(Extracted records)
****************************************

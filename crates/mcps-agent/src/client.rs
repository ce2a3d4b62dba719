//! Scoped chat client: servers, catalog and conversation under one owner

use std::panic::AssertUnwindSafe;
use std::sync::Arc;

use futures::future::BoxFuture;
use futures::FutureExt;
use mcps_client::{CloseReport, LoadReport, McpClient};
use mcps_core::{
    ConfigSource, ConversationMessage, McpResult, ServerConfig, SessionConnector, ToolCallResult,
    ToolDescriptor,
};
use serde_json::Value;
use tracing::{info, warn};

use crate::adapter::ModelAdapter;
use crate::errors::Result;
use crate::orchestrator::{ChatOptions, ConversationOrchestrator};
use crate::types::Usage;

/// An MCP client paired with a model.
///
/// Prefer [`McpChatClient::run`], which closes every session when the
/// closure finishes, fails or panics.
///
/// # Example
///
/// ```rust,no_run
/// use mcps_agent::{McpChatClient, OpenAiAdapter};
/// use mcps_core::ConfigSource;
///
/// # async fn demo() -> mcps_agent::Result<()> {
/// let adapter = OpenAiAdapter::new("sk-...")?;
/// let answer = McpChatClient::open(adapter)
///     .run(|client| {
///         Box::pin(async move {
///             client
///                 .load(ConfigSource::infer(
///                     r#"{"mcpServers": {"math_server": {"url": "http://localhost:8000/sse"}}}"#,
///                 ))
///                 .await?;
///             client.chat("What is 15 multiplied by 3, then divided by 5?").await
///         })
///     })
///     .await?;
/// println!("{}", answer);
/// # Ok(())
/// # }
/// ```
pub struct McpChatClient<A: ModelAdapter> {
    mcp: McpClient,
    orchestrator: ConversationOrchestrator<A>,
}

impl<A: ModelAdapter> McpChatClient<A> {
    /// Client that reaches servers over the network
    pub fn open(adapter: A) -> Self {
        Self::from_parts(McpClient::with_rmcp(), adapter)
    }

    pub fn with_connector(adapter: A, connector: Arc<dyn SessionConnector>) -> Self {
        Self::from_parts(McpClient::new(connector), adapter)
    }

    pub fn from_parts(mcp: McpClient, adapter: A) -> Self {
        Self {
            mcp,
            orchestrator: ConversationOrchestrator::new(adapter),
        }
    }

    pub fn with_options(mut self, options: ChatOptions) -> Self {
        self.orchestrator = self.orchestrator.with_options(options);
        self
    }

    pub async fn load(&mut self, source: ConfigSource) -> McpResult<LoadReport> {
        self.mcp.load(source).await
    }

    pub async fn add_server(&mut self, name: &str, config: ServerConfig) -> McpResult<()> {
        self.mcp.add_server(name, config).await
    }

    pub async fn remove_server(&mut self, name: &str) -> McpResult<()> {
        self.mcp.remove_server(name).await
    }

    pub fn all_tools(&self) -> &[ToolDescriptor] {
        self.mcp.all_tools()
    }

    pub async fn call_tool(&self, name: &str, arguments: Value) -> ToolCallResult {
        self.mcp.call_tool(name, arguments).await
    }

    pub async fn chat(&mut self, input: &str) -> Result<String> {
        self.orchestrator.chat(&self.mcp, input).await
    }

    pub fn history(&self) -> &[ConversationMessage] {
        self.orchestrator.history()
    }

    pub fn usage(&self) -> Usage {
        self.orchestrator.usage()
    }

    pub fn adapter(&self) -> &A {
        self.orchestrator.adapter()
    }

    pub fn mcp(&self) -> &McpClient {
        &self.mcp
    }

    pub async fn close(&mut self) -> CloseReport {
        self.mcp.close().await
    }

    /// Run `f` with this client, then close it.
    ///
    /// Sessions are closed exactly once whatever `f` does; a panic inside
    /// `f` is resumed after teardown.
    pub async fn run<T, F>(mut self, f: F) -> Result<T>
    where
        T: Send,
        F: for<'c> FnOnce(&'c mut Self) -> BoxFuture<'c, Result<T>>,
    {
        let outcome = AssertUnwindSafe(f(&mut self)).catch_unwind().await;

        let report = self.close().await;
        for (server, e) in &report.errors {
            warn!("Error closing server {}: {}", server, e);
        }
        info!("Client closed ({} session(s))", report.closed);

        match outcome {
            Ok(result) => result,
            Err(panic) => std::panic::resume_unwind(panic),
        }
    }
}
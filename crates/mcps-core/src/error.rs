//! Error types for MCP operations
//!
//! The taxonomy mirrors where a failure is allowed to surface:
//! configuration problems abort a whole load, connection problems stay with
//! the server that caused them, and tool failures are turned into a
//! [`ToolCallResult`](crate::ToolCallResult) instead of being raised.

use std::path::PathBuf;
use thiserror::Error;

/// Errors produced while resolving a configuration source into a
/// [`ServerSet`](crate::ServerSet)
#[derive(Debug, Error)]
pub enum ConfigError {
    /// The configuration file does not exist
    #[error("Config file not found: {}", .0.display())]
    NotFound(PathBuf),

    /// The configuration file exists but could not be read
    #[error("Failed to read config file {}: {source}", path.display())]
    Io {
        path: PathBuf,
        #[source]
        source: std::io::Error,
    },

    /// The text is not valid structured data
    #[error("Failed to parse config: {0}")]
    Parse(String),

    /// A server entry has no `url`
    #[error("Server '{0}' is missing a url")]
    MissingUrl(String),

    /// A server entry has the wrong shape (e.g. headers that are not strings)
    #[error("Invalid entry for server '{server}': {message}")]
    InvalidEntry { server: String, message: String },
}

/// Errors that can occur during MCP operations
#[derive(Debug, Error)]
pub enum McpError {
    /// Configuration could not be resolved
    #[error(transparent)]
    Config(#[from] ConfigError),

    /// A server failed to establish (or lost) its session
    #[error("Connection error ({server}): {message}")]
    ConnectionError { server: String, message: String },

    /// Tool not found in the catalog
    #[error("Tool not found: {0}")]
    ToolNotFound(String),

    /// Tool execution failed on the remote side or in transit
    #[error("Tool execution failed: {tool} - {message}")]
    ToolExecutionFailed { tool: String, message: String },

    /// An operation exceeded the server's configured timeout
    #[error("{operation} timed out after {secs} seconds")]
    Timeout { operation: String, secs: u64 },

    /// The session was already closed
    #[error("Session for server '{0}' is closed")]
    SessionClosed(String),
}

impl McpError {
    /// Shorthand for a connection error attributed to `server`
    pub fn connection(server: impl Into<String>, message: impl ToString) -> Self {
        McpError::ConnectionError {
            server: server.into(),
            message: message.to_string(),
        }
    }

    /// Shorthand for a tool execution error
    pub fn execution(tool: impl Into<String>, message: impl ToString) -> Self {
        McpError::ToolExecutionFailed {
            tool: tool.into(),
            message: message.to_string(),
        }
    }
}

/// Result type for MCP operations
pub type McpResult<T> = Result<T, McpError>;

/// Failure carried inside a [`ToolCallResult`](crate::ToolCallResult)
///
/// Unlike [`McpError`] this is cheap to clone and compare, because it travels
/// back into the conversation history.
#[derive(Debug, Clone, PartialEq, Eq, Error)]
pub enum ToolCallError {
    /// No server in the catalog owns the tool; no transport call was made
    #[error("Tool not found: {0}")]
    NotFound(String),

    /// The owning server has no usable session
    #[error("Server '{server}' is not connected ({state})")]
    Unavailable { server: String, state: String },

    /// The transport failed or the remote tool reported an error
    #[error("Tool '{tool}' failed: {message}")]
    Execution { tool: String, message: String },

    /// The call did not finish within the server's timeout
    #[error("Tool '{tool}' timed out after {secs} seconds")]
    Timeout { tool: String, secs: u64 },
}

impl ToolCallError {
    /// Whether the failure happened before any transport call was attempted
    pub fn is_local(&self) -> bool {
        matches!(
            self,
            ToolCallError::NotFound(_) | ToolCallError::Unavailable { .. }
        )
    }
}
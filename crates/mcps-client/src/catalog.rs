//! Merged view of the tools exposed by every connected server

use std::collections::HashMap;
use std::sync::Arc;

use futures::future::join_all;
use mcps_core::{McpError, McpResult, ToolDefinition, ToolDescriptor};
use tracing::{debug, info, warn};

use crate::registry::ServerRegistry;
use crate::session::ServerSession;

/// Two servers advertised the same tool name
#[derive(Debug, Clone, PartialEq, Eq)]
pub struct ToolCollision {
    pub tool: String,
    /// Server whose definition was kept
    pub kept: String,
    /// Server whose definition was ignored
    pub ignored: String,
}

/// What a refresh found
#[derive(Debug, Default)]
pub struct RefreshReport {
    pub tool_count: usize,
    /// Connected servers whose discovery failed; they contribute no tools
    pub discovery_errors: Vec<(String, McpError)>,
    pub collisions: Vec<ToolCollision>,
}

/// Immutable catalog contents. A refresh builds a new one and swaps it in,
/// so readers never see a half-built catalog.
#[derive(Debug, Default)]
pub struct CatalogSnapshot {
    tools: Vec<ToolDescriptor>,
    index: HashMap<String, usize>,
    generation: u64,
}

impl CatalogSnapshot {
    pub fn all_tools(&self) -> &[ToolDescriptor] {
        &self.tools
    }

    pub fn get(&self, name: &str) -> Option<&ToolDescriptor> {
        self.index.get(name).map(|&i| &self.tools[i])
    }

    /// Name of the server owning `name`
    pub fn resolve(&self, name: &str) -> McpResult<&str> {
        self.get(name)
            .map(|tool| tool.server.as_str())
            .ok_or_else(|| McpError::ToolNotFound(name.to_string()))
    }

    pub fn len(&self) -> usize {
        self.tools.len()
    }

    pub fn is_empty(&self) -> bool {
        self.tools.is_empty()
    }

    /// Registry generation this snapshot was built from
    pub fn generation(&self) -> u64 {
        self.generation
    }
}

/// Tool name to owning server, rebuilt from the registry on refresh
#[derive(Debug, Default)]
pub struct ToolCatalog {
    snapshot: Arc<CatalogSnapshot>,
}

impl ToolCatalog {
    pub fn new() -> Self {
        Self::default()
    }

    /// Rediscover tools on every `Connected` server.
    ///
    /// Servers are queried concurrently and merged in registry order, so
    /// when two servers expose the same name the one added first wins.
    pub async fn refresh(&mut self, registry: &ServerRegistry) -> RefreshReport {
        let connected: Vec<&ServerSession> = registry
            .sessions()
            .iter()
            .filter(|s| s.is_connected())
            .collect();
        let discoveries = join_all(connected.iter().map(|session| discover(session))).await;

        let mut report = RefreshReport::default();
        let mut tools: Vec<ToolDescriptor> = Vec::new();
        let mut index: HashMap<String, usize> = HashMap::new();

        for (server, outcome) in discoveries {
            let definitions = match outcome {
                Ok(definitions) => definitions,
                Err(e) => {
                    warn!("Tool discovery failed for server {}: {}", server, e);
                    report.discovery_errors.push((server, e));
                    continue;
                }
            };
            debug!("Server {} exposes {} tool(s)", server, definitions.len());

            for definition in definitions {
                if let Some(&existing) = index.get(&definition.name) {
                    let kept = tools[existing].server.clone();
                    warn!(
                        "Tool {} from server {} shadowed by server {}",
                        definition.name, server, kept
                    );
                    report.collisions.push(ToolCollision {
                        tool: definition.name,
                        kept,
                        ignored: server.clone(),
                    });
                    continue;
                }
                index.insert(definition.name.clone(), tools.len());
                tools.push(definition.owned_by(server.clone()));
            }
        }

        report.tool_count = tools.len();
        self.snapshot = Arc::new(CatalogSnapshot {
            tools,
            index,
            generation: registry.generation(),
        });
        info!(
            "Tool catalog refreshed: {} tool(s) from {} server(s)",
            report.tool_count,
            connected.len() - report.discovery_errors.len()
        );

        report
    }

    pub fn all_tools(&self) -> &[ToolDescriptor] {
        self.snapshot.all_tools()
    }

    pub fn resolve(&self, name: &str) -> McpResult<&str> {
        self.snapshot.resolve(name)
    }

    pub fn get(&self, name: &str) -> Option<&ToolDescriptor> {
        self.snapshot.get(name)
    }

    pub fn len(&self) -> usize {
        self.snapshot.len()
    }

    pub fn is_empty(&self) -> bool {
        self.snapshot.is_empty()
    }

    /// Cheap shared handle to the current contents
    pub fn snapshot(&self) -> Arc<CatalogSnapshot> {
        Arc::clone(&self.snapshot)
    }

    /// Whether the registry changed since the last refresh
    pub fn is_stale(&self, registry: &ServerRegistry) -> bool {
        self.snapshot.generation != registry.generation()
    }
}

async fn discover(session: &ServerSession) -> (String, McpResult<Vec<ToolDefinition>>) {
    let name = session.name().to_string();
    let outcome = match session.handle() {
        Some(handle) => {
            let timeout = session.config().timeout();
            match tokio::time::timeout(timeout, handle.list_tools()).await {
                Ok(result) => result,
                Err(_) => Err(McpError::Timeout {
                    operation: format!("listing tools on '{}'", name),
                    secs: session.config().timeout_secs,
                }),
            }
        }
        None => Err(McpError::SessionClosed(name.clone())),
    };
    (name, outcome)
}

****************************************

Task brief: Please output an exact copy of the lines above, from the opening line of the data down to the line that contains "use crate::errors::Result;".

Task solution:
filename crates/mcps-agent/src/client.rs
repository ce2a3d4b62dba719
//! Scoped chat client: servers, catalog and conversation under one owner

use std::panic::AssertUnwindSafe;
use std::sync::Arc;

use futures::future::BoxFuture;
use futures::FutureExt;
use mcps_client::{CloseReport, LoadReport, McpClient};
use mcps_core::{
    ConfigSource, ConversationMessage, McpResult, ServerConfig, SessionConnector, ToolCallResult,
    ToolDescriptor,
};
use serde_json::Value;
use tracing::{info, warn};

use crate::adapter::ModelAdapter;
use crate::errors::Result;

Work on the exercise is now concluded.